> _Data for processing_:
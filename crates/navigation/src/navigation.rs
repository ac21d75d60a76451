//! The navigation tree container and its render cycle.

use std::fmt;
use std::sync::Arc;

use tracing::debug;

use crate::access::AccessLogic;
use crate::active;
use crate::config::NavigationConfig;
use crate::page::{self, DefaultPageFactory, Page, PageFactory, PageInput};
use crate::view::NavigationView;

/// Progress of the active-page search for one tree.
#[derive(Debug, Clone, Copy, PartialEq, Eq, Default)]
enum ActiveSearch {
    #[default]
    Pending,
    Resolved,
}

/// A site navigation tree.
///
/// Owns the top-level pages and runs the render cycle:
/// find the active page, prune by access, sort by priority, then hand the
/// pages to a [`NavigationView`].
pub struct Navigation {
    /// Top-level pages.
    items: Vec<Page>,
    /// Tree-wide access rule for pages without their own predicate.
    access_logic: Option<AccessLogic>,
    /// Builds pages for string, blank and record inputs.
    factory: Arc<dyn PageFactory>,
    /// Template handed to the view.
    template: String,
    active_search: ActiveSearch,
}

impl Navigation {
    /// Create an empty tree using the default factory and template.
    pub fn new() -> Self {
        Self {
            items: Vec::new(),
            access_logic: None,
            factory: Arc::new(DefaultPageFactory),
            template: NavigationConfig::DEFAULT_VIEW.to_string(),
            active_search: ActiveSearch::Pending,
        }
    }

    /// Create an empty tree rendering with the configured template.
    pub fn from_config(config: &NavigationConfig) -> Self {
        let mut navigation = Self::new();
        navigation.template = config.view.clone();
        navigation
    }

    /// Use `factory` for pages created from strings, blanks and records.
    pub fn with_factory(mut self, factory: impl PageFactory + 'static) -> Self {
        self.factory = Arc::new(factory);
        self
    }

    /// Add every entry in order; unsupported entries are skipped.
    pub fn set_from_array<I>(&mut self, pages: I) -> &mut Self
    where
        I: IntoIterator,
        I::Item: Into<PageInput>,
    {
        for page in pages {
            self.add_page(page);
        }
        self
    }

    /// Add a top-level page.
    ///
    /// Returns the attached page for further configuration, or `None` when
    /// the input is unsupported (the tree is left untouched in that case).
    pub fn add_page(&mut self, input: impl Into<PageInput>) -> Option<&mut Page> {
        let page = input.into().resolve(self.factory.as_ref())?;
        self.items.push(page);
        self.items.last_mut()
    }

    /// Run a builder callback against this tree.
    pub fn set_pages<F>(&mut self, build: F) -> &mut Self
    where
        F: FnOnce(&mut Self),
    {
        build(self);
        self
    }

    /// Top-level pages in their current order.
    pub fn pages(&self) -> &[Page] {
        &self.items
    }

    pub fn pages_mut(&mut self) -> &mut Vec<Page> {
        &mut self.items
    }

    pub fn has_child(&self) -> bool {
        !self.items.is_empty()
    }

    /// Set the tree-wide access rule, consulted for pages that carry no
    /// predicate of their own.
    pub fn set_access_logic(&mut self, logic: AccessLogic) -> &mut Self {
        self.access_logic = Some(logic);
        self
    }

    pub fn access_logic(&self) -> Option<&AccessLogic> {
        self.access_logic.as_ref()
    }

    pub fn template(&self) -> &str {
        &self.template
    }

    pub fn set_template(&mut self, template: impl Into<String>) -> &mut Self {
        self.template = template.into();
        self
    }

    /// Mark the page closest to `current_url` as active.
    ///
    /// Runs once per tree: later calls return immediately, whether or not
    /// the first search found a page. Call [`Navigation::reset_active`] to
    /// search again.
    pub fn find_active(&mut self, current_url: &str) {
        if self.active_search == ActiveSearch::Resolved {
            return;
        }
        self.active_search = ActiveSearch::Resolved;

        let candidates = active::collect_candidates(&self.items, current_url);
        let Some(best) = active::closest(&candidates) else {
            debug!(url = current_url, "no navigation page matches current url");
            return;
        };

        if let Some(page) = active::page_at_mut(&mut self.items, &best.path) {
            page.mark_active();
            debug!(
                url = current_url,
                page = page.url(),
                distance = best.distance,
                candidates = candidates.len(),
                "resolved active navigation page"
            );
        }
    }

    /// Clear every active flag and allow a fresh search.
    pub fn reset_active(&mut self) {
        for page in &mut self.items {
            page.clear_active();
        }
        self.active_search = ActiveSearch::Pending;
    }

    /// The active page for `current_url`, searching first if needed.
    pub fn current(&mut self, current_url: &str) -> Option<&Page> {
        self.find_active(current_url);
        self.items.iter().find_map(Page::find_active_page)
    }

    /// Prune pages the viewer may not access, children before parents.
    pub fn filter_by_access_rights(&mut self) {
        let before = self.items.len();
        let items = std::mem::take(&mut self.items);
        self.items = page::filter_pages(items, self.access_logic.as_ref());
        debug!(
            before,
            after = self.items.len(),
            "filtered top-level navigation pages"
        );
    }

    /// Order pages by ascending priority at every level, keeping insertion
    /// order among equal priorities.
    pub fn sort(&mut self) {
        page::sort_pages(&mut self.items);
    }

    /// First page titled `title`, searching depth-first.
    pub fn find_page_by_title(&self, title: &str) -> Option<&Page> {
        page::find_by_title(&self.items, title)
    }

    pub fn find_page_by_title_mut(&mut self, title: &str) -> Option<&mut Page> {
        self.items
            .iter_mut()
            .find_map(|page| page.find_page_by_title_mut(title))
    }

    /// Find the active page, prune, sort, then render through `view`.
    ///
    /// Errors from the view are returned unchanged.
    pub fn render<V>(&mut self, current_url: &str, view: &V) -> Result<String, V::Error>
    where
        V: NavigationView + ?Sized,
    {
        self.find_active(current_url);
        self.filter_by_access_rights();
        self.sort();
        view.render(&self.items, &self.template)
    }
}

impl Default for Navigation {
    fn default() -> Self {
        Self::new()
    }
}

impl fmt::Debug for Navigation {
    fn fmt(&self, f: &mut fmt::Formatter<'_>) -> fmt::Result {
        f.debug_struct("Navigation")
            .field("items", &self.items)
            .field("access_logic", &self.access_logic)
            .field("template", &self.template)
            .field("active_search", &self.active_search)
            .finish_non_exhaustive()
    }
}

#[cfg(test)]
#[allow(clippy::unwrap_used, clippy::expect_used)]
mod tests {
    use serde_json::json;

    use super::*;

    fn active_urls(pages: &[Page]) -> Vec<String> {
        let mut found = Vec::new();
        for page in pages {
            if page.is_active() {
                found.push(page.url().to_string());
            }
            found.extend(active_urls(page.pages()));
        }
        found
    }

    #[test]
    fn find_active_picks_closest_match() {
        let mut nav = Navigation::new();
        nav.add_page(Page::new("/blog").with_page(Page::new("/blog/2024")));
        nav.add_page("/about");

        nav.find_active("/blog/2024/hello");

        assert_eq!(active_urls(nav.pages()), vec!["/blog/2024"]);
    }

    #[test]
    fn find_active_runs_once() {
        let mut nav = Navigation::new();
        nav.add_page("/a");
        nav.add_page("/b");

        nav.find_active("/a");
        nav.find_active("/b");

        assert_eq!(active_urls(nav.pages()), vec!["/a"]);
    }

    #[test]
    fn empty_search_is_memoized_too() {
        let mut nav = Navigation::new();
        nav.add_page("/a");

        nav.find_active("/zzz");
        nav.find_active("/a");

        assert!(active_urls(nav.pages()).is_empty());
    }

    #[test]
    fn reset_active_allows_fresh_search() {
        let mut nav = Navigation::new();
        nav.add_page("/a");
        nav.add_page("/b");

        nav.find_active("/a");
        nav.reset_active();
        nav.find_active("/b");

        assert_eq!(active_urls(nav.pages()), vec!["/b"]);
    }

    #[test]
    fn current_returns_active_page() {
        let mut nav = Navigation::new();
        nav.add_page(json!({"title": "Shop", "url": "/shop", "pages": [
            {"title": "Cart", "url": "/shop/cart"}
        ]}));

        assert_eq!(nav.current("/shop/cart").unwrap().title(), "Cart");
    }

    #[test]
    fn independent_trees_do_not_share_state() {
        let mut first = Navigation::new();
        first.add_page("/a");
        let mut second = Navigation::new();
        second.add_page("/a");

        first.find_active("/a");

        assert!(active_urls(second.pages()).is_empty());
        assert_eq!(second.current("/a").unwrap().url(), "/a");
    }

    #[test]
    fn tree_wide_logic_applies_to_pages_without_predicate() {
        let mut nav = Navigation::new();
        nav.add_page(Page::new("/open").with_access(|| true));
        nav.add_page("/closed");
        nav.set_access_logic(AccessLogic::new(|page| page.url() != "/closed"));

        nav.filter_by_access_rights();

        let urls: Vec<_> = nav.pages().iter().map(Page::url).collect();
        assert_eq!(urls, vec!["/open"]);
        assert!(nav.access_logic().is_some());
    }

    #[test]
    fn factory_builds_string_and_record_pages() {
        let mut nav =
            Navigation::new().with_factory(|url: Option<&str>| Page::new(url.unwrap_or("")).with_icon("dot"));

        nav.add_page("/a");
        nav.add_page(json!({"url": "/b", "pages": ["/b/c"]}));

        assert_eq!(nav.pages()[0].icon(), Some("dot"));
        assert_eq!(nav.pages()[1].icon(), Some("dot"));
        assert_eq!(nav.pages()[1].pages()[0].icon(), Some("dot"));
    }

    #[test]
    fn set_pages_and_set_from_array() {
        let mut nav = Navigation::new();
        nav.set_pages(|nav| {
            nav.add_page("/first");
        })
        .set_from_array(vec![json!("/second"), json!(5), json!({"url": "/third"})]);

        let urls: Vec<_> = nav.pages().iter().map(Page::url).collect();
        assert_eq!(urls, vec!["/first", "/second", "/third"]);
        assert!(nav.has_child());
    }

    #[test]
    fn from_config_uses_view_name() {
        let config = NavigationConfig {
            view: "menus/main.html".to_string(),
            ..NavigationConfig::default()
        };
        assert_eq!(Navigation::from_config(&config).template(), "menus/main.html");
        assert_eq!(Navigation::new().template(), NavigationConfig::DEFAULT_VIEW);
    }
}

==

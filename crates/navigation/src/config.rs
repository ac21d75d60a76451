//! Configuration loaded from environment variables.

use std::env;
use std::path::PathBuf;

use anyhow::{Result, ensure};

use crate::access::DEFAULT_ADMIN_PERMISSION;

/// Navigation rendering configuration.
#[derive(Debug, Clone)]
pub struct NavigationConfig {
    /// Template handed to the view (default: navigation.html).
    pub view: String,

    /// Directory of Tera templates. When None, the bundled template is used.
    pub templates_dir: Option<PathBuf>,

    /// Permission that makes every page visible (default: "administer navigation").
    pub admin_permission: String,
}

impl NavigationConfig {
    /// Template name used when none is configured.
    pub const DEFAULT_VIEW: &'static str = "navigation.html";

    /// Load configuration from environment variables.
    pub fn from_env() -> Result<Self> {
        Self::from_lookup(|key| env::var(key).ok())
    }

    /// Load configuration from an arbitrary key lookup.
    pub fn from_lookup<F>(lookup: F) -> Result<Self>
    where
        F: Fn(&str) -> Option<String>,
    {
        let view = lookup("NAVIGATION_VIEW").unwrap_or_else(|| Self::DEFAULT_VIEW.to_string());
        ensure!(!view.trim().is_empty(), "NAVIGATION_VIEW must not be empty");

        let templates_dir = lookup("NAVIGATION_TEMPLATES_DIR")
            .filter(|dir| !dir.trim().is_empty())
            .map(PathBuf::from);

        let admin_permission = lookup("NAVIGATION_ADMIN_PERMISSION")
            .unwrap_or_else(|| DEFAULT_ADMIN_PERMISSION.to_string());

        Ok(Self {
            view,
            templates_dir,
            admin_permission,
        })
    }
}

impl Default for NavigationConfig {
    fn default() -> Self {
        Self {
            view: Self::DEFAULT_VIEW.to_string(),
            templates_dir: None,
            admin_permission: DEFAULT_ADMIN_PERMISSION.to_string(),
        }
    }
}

==

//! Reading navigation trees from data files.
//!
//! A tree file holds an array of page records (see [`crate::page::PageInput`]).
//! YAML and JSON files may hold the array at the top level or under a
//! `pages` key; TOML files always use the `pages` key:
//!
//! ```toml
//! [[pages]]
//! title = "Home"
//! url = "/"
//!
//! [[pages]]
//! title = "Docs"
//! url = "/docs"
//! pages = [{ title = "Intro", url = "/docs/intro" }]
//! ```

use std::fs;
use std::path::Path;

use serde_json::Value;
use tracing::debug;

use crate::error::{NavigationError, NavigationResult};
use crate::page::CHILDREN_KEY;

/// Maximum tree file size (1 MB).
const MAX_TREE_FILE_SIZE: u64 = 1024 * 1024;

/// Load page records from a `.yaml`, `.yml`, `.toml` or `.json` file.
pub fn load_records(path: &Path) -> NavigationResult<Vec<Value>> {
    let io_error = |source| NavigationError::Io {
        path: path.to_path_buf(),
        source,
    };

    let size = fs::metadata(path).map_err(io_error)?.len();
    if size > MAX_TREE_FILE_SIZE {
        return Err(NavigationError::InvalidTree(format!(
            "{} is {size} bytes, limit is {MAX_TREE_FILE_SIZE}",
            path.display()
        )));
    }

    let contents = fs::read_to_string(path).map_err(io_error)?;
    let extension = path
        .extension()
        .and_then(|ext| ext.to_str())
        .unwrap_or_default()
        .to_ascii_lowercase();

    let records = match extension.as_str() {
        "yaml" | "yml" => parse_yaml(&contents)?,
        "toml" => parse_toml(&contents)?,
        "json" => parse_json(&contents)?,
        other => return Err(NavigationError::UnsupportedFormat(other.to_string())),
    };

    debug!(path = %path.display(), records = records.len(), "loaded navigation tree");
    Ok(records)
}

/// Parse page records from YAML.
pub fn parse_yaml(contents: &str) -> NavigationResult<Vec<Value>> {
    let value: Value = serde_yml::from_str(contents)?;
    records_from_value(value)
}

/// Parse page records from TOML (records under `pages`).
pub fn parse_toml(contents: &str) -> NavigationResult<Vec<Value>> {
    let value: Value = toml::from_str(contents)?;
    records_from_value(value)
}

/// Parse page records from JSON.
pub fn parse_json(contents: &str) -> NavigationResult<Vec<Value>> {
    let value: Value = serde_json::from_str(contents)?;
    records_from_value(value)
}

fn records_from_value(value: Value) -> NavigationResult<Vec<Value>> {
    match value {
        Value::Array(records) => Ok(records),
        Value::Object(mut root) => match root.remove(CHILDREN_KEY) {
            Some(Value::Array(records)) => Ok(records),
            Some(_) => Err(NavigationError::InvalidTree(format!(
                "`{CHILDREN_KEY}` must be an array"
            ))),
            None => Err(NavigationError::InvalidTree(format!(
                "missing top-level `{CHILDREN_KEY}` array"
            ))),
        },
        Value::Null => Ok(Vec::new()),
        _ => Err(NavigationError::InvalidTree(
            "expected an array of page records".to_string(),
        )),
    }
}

> _Task statement_: Show all lines above holding the word "Cart".

> _Result_:
            {"title": "Cart", "url": "/shop/cart"}
        assert_eq!(nav.current("/shop/cart").unwrap().title(), "Cart");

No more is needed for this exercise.